EXERCISE BRIEF: Return all lines from the entries below in which the word "Literal" is present.

*** Opening SOURCE DATA ***

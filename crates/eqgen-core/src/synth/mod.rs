//! Method synthesizers.
//!
//! Each synthesizer is a pure function of the schema and config; the shared
//! decoration (annotations, parameter shape, self type) lives in
//! [`MethodContext`] so every generated member is dressed the same way.

pub mod can_equal;
pub mod equals;
pub mod hash;
pub mod to_string;

use crate::{
    config::{GenerationConfig, SIDE_EFFECT_FREE},
    spec::{Annotation, Expr, Literal, Param, Stmt, TypeName, TypeRef},
};
use eqgen_schema::node::ClassSchema;

const OVERRIDE: &str = "java.lang.Override";
const SUPPRESS_WARNINGS: &str = "java.lang.SuppressWarnings";

///
/// MethodContext
///

pub(crate) struct MethodContext<'a> {
    pub schema: &'a ClassSchema,
    pub config: &'a GenerationConfig,
}

impl<'a> MethodContext<'a> {
    pub const fn new(schema: &'a ClassSchema, config: &'a GenerationConfig) -> Self {
        Self { schema, config }
    }

    /// Method annotations in a fixed order: purity marker, `@Override`, then
    /// the markers every injected member carries.
    pub fn annotations(&self, overrides: bool, pure: bool) -> Vec<Annotation> {
        let mut out = Vec::new();

        if pure && self.config.side_effect_free {
            out.push(Annotation::marker(SIDE_EFFECT_FREE));
        }
        if overrides {
            out.push(Annotation::marker(OVERRIDE));
        }
        if self.config.suppress_warnings {
            out.push(
                Annotation::marker(SUPPRESS_WARNINGS)
                    .with_arg(Expr::Literal(Literal::Str("all".to_string()))),
            );
        }
        if let Some(generated) = &self.config.generated_annotation {
            out.push(Annotation::marker(generated.as_str()));
        }

        out
    }

    /// The lone `Object`-typed parameter of `equals`/`canEqual`.
    pub fn object_param(&self, name: &str) -> Param {
        Param {
            annotations: self
                .config
                .param_annotations
                .iter()
                .map(|a| Annotation::marker(a.as_str()))
                .collect(),
            is_final: self.config.final_params,
            ty: TypeRef::java_lang("Object"),
            name: name.to_string(),
        }
    }

    pub fn local(&self, ty: TypeRef, name: &str, init: Expr) -> Stmt {
        Stmt::Local {
            is_final: self.config.final_params,
            ty,
            name: name.to_string(),
            init,
        }
    }

    /// The declaring type, optionally with `?` for every type parameter in
    /// scope.
    pub fn self_type(&self, wildcards: bool) -> TypeRef {
        let ty = &self.schema.declaring_type;
        let counts = if wildcards {
            ty.wildcard_counts()
        } else {
            vec![0; ty.segments.len()]
        };

        TypeRef::Named(
            ty.segments
                .iter()
                .zip(counts)
                .map(|(segment, wildcards)| TypeName {
                    name: segment.name.clone(),
                    wildcards,
                })
                .collect(),
        )
    }
}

*** Closing SOURCE DATA ***

RESPONSE TO THE TASK:
    spec::{Annotation, Expr, Literal, Param, Stmt, TypeName, TypeRef},
                    .with_arg(Expr::Literal(Literal::Str("all".to_string()))),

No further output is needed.